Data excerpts
=-=-=

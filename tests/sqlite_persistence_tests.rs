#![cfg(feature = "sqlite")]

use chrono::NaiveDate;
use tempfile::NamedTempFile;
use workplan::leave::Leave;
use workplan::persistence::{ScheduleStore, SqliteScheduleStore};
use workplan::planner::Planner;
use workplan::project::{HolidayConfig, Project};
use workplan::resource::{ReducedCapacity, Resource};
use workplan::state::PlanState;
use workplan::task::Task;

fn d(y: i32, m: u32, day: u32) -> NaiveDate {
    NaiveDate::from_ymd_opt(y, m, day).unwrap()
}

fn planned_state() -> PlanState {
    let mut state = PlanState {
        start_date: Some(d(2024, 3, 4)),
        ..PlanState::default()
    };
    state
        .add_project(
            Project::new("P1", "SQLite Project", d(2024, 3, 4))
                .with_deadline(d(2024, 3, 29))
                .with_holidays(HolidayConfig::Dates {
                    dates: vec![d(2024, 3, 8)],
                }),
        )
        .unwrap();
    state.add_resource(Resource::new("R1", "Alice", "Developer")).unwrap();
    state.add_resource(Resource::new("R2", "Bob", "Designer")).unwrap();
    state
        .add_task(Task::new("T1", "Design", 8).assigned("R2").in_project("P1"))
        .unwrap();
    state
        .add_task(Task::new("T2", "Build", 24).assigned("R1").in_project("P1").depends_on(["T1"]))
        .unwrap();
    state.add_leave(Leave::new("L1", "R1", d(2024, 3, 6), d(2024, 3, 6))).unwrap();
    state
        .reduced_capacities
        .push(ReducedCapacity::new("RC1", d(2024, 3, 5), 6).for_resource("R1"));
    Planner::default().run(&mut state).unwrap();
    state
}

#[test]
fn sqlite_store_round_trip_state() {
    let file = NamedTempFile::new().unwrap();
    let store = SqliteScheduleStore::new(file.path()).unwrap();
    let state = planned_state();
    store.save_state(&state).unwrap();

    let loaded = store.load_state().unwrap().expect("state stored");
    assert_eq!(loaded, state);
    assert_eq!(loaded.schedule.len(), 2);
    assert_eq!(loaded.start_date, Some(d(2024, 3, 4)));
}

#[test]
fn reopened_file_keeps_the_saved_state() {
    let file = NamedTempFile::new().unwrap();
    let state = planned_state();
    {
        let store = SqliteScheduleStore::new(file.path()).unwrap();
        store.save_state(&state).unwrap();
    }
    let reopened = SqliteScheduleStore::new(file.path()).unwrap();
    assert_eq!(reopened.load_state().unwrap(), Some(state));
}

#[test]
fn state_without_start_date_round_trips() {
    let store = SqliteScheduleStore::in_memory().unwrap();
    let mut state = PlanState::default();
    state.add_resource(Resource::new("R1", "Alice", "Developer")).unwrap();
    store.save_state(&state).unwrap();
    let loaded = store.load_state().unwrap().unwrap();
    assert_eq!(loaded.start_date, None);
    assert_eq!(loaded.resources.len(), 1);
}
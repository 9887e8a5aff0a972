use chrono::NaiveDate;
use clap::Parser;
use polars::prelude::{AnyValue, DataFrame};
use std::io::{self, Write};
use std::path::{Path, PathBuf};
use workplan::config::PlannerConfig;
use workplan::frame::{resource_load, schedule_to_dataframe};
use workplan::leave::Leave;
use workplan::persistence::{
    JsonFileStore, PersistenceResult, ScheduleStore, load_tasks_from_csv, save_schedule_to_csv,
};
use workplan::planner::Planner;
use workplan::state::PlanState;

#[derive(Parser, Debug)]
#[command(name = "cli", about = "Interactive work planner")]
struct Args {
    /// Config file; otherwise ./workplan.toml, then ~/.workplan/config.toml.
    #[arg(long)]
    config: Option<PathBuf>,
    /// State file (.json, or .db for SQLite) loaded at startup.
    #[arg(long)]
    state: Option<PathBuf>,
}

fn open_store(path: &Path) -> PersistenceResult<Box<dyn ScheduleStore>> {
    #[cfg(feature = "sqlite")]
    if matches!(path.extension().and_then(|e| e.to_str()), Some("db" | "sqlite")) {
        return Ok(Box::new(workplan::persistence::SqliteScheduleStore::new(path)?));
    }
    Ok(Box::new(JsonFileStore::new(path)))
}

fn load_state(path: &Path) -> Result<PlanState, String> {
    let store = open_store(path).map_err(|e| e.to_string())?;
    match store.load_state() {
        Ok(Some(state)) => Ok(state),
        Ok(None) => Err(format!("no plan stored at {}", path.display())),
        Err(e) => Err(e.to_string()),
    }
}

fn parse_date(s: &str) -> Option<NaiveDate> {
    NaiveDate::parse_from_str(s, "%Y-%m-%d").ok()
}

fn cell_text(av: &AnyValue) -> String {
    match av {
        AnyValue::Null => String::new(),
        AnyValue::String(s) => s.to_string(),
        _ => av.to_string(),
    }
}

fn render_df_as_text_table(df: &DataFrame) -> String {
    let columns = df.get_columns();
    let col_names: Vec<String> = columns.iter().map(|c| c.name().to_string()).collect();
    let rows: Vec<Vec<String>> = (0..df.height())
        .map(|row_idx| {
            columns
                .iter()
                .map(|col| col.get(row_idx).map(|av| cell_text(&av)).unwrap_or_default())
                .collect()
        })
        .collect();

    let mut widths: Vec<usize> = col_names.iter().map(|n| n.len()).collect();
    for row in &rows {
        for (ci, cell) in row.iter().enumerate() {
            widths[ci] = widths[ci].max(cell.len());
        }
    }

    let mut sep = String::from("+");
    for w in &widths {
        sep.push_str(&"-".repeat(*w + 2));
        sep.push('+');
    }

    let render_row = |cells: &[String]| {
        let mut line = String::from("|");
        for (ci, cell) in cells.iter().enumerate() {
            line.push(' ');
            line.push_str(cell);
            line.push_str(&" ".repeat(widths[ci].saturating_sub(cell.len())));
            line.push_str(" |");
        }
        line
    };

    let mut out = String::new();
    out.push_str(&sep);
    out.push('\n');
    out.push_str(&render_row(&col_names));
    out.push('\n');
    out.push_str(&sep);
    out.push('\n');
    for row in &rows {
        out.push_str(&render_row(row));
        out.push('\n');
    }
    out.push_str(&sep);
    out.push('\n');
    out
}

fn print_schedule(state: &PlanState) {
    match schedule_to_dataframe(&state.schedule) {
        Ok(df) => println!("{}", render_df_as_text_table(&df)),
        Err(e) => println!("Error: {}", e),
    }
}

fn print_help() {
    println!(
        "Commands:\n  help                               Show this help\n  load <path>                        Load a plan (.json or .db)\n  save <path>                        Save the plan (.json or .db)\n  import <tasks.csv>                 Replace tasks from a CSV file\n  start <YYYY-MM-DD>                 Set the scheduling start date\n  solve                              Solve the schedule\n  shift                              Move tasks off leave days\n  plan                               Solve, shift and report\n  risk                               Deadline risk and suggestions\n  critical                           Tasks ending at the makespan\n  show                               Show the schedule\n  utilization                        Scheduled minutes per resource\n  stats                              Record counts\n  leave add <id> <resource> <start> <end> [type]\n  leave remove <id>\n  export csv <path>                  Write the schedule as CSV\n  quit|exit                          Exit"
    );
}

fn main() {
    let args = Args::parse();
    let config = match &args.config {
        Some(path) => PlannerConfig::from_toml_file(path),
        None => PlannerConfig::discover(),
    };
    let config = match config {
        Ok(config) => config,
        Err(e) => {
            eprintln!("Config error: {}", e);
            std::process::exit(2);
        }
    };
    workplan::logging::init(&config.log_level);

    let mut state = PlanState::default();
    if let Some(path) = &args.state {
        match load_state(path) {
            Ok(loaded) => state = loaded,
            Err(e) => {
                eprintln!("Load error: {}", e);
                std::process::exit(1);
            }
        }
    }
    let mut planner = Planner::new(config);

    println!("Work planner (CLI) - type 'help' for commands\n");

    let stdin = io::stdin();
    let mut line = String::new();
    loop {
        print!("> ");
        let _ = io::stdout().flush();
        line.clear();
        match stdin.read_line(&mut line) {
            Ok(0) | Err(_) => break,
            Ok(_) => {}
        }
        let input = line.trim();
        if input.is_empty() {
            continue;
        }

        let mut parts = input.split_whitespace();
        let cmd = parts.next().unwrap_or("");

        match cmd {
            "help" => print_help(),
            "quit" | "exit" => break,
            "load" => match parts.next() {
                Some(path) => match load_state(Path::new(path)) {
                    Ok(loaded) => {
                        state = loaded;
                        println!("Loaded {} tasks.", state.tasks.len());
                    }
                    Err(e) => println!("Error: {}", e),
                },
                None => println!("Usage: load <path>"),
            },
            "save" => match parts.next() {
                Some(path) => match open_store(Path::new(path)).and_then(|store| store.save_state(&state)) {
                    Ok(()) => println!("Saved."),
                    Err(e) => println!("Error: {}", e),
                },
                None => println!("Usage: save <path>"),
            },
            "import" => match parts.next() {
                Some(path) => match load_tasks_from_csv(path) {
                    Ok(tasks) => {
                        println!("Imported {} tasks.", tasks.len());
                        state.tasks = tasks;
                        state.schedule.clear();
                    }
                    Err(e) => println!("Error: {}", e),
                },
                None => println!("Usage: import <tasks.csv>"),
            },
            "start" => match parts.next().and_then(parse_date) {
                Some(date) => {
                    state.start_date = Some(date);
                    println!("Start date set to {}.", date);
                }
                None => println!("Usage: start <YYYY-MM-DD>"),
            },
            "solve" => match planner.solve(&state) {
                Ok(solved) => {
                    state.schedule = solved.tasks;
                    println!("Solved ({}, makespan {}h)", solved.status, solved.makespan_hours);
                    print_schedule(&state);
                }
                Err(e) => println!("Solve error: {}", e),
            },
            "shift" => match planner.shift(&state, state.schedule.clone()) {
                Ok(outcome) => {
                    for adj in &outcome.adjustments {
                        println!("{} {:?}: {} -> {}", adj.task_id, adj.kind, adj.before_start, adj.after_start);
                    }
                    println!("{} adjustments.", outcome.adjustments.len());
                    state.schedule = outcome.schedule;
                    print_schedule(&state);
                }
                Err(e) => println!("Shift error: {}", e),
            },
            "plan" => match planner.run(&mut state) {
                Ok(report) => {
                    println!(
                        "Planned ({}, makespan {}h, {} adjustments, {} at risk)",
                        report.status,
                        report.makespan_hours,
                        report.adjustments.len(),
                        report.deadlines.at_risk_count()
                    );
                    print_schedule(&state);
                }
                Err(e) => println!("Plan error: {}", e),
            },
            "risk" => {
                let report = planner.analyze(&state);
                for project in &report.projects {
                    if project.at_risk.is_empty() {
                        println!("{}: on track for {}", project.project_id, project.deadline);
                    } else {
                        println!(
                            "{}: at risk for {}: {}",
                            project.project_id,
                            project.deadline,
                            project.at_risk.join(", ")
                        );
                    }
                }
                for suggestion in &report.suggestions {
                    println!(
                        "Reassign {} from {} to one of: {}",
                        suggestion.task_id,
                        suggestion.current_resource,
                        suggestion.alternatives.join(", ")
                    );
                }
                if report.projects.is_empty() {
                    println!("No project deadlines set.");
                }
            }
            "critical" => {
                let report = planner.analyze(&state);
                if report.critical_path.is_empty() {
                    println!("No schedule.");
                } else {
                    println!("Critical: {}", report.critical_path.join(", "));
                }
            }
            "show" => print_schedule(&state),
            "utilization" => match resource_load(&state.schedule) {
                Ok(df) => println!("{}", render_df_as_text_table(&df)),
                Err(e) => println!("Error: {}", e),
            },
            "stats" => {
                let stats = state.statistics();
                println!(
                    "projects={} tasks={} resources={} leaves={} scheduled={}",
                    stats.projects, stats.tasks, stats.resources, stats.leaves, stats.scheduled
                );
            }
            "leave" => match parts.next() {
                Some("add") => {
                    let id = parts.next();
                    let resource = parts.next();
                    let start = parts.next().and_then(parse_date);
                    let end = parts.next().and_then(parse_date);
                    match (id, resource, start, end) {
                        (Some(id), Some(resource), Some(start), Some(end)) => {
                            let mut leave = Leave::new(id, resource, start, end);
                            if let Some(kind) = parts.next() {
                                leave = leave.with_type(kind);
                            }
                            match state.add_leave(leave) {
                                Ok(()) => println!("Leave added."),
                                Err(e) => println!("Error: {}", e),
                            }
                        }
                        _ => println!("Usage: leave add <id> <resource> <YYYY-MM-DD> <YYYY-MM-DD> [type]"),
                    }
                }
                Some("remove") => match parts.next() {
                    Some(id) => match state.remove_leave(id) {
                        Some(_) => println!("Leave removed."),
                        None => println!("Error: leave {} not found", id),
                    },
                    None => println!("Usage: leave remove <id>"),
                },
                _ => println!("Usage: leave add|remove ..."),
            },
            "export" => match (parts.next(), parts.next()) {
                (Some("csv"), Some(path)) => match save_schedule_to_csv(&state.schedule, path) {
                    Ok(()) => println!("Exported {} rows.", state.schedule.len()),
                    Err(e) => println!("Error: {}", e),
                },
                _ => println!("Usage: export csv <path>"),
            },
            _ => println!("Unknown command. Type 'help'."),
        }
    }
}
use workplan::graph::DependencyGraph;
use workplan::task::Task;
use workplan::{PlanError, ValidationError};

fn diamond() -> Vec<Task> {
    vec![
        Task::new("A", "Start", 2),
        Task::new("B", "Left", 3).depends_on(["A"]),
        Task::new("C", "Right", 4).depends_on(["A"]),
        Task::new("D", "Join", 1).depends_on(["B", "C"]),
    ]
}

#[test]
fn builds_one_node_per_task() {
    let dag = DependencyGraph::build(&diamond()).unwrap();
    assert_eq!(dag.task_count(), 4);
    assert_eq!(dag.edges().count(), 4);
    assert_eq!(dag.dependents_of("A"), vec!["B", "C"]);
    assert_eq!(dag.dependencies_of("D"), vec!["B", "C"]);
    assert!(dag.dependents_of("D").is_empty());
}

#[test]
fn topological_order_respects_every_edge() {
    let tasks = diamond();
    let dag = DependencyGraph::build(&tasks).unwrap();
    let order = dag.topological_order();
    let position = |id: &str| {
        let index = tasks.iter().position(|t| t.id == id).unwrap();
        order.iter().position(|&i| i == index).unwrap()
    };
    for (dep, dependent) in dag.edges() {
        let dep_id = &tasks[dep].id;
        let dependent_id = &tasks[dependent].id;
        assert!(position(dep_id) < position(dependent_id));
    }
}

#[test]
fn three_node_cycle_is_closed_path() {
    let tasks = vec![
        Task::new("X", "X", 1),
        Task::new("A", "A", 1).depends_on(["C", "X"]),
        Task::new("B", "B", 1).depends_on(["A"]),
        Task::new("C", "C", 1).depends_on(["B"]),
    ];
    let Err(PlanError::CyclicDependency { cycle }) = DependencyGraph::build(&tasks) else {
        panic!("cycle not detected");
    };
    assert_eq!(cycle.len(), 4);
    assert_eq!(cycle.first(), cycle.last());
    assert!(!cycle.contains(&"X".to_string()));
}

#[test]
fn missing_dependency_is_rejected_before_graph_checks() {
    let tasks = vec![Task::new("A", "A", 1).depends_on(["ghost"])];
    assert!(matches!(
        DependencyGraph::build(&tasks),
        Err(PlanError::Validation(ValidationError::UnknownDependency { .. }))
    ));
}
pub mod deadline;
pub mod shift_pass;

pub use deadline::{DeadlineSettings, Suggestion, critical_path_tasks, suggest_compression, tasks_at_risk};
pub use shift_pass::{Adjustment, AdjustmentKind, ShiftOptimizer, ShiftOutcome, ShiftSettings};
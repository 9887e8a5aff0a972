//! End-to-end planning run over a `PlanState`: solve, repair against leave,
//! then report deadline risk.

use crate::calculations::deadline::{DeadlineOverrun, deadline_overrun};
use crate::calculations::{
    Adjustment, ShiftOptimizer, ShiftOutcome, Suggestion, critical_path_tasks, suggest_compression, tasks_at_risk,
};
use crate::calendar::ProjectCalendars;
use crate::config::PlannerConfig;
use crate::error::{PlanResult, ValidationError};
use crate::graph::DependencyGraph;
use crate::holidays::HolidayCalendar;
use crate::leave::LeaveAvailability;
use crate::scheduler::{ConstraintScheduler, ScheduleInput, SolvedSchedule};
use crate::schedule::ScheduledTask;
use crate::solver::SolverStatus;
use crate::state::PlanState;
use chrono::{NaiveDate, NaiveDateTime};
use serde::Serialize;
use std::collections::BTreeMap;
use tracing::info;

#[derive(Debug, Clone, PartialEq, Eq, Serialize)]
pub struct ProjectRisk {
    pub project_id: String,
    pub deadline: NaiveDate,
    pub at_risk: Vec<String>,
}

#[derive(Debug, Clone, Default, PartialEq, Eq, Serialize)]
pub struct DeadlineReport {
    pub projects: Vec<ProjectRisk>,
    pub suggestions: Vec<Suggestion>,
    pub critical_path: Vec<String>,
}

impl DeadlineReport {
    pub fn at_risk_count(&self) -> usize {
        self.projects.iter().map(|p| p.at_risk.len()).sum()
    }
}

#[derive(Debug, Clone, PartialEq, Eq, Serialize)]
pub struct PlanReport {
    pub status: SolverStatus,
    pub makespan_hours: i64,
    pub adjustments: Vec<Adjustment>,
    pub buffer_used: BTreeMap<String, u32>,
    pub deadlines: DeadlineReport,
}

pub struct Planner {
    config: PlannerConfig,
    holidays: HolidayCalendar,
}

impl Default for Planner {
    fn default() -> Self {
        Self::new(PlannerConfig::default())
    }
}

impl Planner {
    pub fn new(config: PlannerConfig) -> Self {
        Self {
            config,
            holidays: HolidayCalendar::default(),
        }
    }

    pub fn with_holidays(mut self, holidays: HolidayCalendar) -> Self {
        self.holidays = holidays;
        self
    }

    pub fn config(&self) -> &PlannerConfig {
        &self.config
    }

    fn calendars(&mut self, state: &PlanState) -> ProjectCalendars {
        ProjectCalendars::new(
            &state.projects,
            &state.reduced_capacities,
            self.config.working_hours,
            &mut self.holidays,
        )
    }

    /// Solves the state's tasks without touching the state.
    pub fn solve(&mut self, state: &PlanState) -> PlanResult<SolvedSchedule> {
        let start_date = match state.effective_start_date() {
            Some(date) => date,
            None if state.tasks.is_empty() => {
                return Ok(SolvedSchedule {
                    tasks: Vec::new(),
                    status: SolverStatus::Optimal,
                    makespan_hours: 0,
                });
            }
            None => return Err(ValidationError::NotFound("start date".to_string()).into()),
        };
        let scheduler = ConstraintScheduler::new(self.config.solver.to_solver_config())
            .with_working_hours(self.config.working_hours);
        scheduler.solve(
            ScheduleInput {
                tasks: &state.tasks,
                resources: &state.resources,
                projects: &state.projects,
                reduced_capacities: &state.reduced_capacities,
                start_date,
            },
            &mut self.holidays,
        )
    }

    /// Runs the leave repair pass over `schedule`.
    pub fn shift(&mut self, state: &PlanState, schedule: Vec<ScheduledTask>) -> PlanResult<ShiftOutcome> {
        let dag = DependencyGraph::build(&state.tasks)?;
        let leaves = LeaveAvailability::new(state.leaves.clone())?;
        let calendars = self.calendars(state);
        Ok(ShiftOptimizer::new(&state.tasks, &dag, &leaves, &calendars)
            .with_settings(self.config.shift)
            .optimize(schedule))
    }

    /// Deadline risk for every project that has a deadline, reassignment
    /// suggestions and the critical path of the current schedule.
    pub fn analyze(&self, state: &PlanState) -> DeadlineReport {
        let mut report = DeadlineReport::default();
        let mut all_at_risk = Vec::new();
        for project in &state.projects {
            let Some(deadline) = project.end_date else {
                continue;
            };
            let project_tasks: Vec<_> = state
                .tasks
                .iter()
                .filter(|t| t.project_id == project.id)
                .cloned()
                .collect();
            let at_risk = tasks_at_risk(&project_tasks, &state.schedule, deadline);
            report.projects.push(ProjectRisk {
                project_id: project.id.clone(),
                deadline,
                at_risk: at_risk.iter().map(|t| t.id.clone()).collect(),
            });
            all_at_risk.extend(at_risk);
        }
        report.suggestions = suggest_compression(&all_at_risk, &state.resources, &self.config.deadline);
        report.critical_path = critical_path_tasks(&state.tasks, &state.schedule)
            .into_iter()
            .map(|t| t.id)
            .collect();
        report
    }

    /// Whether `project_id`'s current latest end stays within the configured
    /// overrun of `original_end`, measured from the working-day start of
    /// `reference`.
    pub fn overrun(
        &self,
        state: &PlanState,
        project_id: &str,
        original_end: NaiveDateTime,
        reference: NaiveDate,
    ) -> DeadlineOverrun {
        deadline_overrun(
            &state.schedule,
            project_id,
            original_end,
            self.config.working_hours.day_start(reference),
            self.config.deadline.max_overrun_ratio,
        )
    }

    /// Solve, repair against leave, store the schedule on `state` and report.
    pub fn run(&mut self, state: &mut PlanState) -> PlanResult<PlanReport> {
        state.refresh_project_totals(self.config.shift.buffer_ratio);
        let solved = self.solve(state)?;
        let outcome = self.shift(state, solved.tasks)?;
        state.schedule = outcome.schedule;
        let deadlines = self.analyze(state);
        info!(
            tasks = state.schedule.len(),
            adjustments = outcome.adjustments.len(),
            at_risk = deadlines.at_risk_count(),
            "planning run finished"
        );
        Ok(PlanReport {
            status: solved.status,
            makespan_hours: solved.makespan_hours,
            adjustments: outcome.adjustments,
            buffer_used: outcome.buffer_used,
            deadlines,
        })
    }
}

=-=-=

▸ **What the task requires**:
Please copy each line of the entries in which the word "repair" shows up.

▸ **Answer for the task**:
//! End-to-end planning run over a `PlanState`: solve, repair against leave,
    /// Runs the leave repair pass over `schedule`.
    /// Solve, repair against leave, store the schedule on `state` and report.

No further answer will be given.